◆ **Prompt**:
Which lines of the records below contain the word "must"? Show each one.

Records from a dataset
>>

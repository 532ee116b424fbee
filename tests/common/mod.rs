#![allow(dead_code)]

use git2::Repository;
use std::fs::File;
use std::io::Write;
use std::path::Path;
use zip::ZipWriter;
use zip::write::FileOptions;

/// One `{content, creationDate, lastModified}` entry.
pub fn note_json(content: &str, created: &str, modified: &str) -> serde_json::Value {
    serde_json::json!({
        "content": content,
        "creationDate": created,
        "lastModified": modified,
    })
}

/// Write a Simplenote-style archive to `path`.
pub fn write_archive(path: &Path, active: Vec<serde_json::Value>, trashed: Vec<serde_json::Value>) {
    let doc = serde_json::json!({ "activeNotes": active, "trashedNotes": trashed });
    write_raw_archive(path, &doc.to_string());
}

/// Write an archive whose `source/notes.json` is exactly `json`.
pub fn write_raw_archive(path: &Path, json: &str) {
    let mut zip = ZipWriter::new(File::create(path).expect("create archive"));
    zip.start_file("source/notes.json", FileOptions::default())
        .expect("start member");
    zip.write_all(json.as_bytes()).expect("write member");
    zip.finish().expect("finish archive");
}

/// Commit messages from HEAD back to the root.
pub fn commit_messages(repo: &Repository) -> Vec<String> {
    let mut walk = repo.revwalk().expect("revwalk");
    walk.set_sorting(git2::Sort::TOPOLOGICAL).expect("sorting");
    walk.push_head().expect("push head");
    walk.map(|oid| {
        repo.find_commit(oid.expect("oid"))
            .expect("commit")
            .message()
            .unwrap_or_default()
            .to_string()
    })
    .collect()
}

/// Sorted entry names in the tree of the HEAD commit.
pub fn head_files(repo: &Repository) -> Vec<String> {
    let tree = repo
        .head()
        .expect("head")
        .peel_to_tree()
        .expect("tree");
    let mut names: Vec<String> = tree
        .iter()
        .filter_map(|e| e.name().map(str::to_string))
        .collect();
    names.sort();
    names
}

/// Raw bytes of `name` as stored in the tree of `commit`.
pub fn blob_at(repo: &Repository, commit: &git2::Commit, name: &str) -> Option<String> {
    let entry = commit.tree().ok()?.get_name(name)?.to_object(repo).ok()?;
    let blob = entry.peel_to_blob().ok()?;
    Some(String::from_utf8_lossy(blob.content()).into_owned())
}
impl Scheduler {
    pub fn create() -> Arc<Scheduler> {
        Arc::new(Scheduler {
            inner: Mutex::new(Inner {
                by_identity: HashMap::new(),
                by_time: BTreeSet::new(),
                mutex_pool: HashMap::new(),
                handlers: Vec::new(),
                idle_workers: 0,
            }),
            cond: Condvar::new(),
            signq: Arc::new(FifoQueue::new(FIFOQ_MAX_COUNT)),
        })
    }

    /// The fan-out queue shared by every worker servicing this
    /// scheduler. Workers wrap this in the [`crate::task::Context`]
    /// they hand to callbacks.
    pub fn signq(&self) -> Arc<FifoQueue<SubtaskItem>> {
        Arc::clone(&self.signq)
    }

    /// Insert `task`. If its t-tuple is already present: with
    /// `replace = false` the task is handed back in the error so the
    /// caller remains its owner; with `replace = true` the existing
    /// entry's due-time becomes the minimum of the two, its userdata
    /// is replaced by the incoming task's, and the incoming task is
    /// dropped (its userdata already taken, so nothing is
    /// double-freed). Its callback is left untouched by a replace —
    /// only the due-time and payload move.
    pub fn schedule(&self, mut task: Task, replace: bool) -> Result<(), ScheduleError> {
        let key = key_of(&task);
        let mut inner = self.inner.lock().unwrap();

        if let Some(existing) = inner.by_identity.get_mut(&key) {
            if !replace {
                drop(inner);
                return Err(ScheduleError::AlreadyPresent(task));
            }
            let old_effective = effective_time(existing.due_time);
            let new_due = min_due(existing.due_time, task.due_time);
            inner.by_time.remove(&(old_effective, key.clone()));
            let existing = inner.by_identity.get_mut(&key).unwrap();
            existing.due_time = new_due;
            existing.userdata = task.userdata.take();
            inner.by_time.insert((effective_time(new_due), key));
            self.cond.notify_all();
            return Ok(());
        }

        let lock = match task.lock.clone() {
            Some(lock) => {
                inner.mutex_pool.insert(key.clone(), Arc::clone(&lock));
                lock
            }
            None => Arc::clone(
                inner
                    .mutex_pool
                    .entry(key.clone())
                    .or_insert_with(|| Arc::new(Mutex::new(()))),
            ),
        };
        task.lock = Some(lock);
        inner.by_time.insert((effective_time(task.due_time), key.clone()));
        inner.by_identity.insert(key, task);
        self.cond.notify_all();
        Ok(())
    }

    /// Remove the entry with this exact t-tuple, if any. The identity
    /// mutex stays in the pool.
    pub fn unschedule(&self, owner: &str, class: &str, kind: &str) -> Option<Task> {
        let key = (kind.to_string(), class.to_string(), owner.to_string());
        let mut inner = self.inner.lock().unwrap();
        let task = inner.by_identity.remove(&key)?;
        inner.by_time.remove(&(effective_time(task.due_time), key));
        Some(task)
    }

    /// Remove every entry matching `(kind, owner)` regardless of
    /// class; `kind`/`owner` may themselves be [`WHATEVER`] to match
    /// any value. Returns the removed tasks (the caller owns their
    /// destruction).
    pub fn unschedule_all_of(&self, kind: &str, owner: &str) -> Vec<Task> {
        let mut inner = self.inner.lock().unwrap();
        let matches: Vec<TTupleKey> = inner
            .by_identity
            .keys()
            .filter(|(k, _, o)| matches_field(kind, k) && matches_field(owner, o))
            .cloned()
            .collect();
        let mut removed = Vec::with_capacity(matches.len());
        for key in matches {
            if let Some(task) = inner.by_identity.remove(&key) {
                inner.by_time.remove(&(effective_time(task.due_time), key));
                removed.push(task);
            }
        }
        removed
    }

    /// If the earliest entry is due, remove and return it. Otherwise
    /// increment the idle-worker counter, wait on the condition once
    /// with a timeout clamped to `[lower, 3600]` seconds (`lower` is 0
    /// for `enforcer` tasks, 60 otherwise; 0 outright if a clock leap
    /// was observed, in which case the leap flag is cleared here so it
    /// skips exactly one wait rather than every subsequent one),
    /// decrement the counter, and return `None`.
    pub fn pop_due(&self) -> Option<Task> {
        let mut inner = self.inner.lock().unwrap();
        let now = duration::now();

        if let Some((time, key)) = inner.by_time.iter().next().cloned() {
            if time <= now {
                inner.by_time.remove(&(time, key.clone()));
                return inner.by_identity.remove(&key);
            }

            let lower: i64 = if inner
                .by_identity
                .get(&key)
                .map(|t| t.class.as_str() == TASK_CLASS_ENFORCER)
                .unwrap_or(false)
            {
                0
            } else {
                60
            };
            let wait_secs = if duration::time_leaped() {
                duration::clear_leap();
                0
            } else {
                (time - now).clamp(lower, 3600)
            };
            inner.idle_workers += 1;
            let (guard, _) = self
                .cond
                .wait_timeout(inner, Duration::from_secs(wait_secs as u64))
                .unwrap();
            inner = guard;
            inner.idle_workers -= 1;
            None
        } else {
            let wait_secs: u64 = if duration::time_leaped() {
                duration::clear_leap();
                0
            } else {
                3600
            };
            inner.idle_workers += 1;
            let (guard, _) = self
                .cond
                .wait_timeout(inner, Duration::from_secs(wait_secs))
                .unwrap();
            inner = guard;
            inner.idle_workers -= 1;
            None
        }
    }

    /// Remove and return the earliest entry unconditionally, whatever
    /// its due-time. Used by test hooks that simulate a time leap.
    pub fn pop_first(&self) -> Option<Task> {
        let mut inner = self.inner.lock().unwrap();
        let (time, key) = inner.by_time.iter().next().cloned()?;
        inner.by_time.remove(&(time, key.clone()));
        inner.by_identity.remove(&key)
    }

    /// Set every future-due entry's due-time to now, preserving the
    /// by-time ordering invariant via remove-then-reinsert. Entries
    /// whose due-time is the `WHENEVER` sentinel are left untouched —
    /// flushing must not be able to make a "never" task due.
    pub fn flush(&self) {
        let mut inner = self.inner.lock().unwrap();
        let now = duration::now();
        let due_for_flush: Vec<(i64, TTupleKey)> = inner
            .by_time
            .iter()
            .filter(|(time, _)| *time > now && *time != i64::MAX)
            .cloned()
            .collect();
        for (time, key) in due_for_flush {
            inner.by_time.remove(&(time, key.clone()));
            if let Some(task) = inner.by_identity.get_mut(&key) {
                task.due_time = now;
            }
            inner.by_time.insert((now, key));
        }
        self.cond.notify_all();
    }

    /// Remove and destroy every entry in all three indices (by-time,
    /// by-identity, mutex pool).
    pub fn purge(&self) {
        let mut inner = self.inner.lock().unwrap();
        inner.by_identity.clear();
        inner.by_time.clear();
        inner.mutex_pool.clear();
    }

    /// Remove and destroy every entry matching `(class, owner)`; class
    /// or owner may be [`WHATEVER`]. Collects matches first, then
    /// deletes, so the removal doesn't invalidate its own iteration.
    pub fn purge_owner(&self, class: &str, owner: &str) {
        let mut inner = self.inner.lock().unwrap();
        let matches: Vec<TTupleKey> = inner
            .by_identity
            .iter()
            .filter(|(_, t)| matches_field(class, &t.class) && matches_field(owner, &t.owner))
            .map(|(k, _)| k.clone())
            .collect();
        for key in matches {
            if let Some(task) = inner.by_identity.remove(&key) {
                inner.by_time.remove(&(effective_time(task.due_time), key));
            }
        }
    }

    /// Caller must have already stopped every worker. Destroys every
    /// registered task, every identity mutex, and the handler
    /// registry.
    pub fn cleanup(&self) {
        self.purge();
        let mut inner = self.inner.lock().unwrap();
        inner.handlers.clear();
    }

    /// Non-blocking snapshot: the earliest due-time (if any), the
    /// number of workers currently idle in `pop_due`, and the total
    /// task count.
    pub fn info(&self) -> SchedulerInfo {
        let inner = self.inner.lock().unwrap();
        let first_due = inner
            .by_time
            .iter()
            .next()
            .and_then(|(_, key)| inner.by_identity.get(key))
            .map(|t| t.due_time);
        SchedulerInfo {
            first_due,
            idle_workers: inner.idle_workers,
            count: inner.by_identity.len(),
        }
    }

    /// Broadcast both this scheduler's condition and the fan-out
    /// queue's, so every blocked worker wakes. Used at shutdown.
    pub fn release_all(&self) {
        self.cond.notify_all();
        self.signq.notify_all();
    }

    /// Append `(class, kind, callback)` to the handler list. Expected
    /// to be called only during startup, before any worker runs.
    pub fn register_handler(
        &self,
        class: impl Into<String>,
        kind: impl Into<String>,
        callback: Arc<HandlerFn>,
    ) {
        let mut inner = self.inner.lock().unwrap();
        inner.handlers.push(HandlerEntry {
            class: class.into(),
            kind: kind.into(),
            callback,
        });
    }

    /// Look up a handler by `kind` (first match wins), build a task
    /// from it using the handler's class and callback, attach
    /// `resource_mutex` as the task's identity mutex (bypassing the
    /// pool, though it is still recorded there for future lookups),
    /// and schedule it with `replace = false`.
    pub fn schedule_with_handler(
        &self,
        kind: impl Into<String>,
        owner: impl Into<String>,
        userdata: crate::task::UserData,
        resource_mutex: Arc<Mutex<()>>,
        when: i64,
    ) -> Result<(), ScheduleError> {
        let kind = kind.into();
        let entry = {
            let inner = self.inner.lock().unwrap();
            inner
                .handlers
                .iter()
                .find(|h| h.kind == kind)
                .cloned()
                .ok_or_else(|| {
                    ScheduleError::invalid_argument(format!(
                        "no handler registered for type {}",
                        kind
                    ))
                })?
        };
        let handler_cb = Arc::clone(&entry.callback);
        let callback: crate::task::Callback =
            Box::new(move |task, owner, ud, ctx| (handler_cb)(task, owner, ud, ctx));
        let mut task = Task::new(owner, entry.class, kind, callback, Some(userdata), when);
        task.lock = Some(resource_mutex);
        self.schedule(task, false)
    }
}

<<

◆ **Task response**:
    /// flushing must not be able to make a "never" task due.
    /// Caller must have already stopped every worker. Destroys every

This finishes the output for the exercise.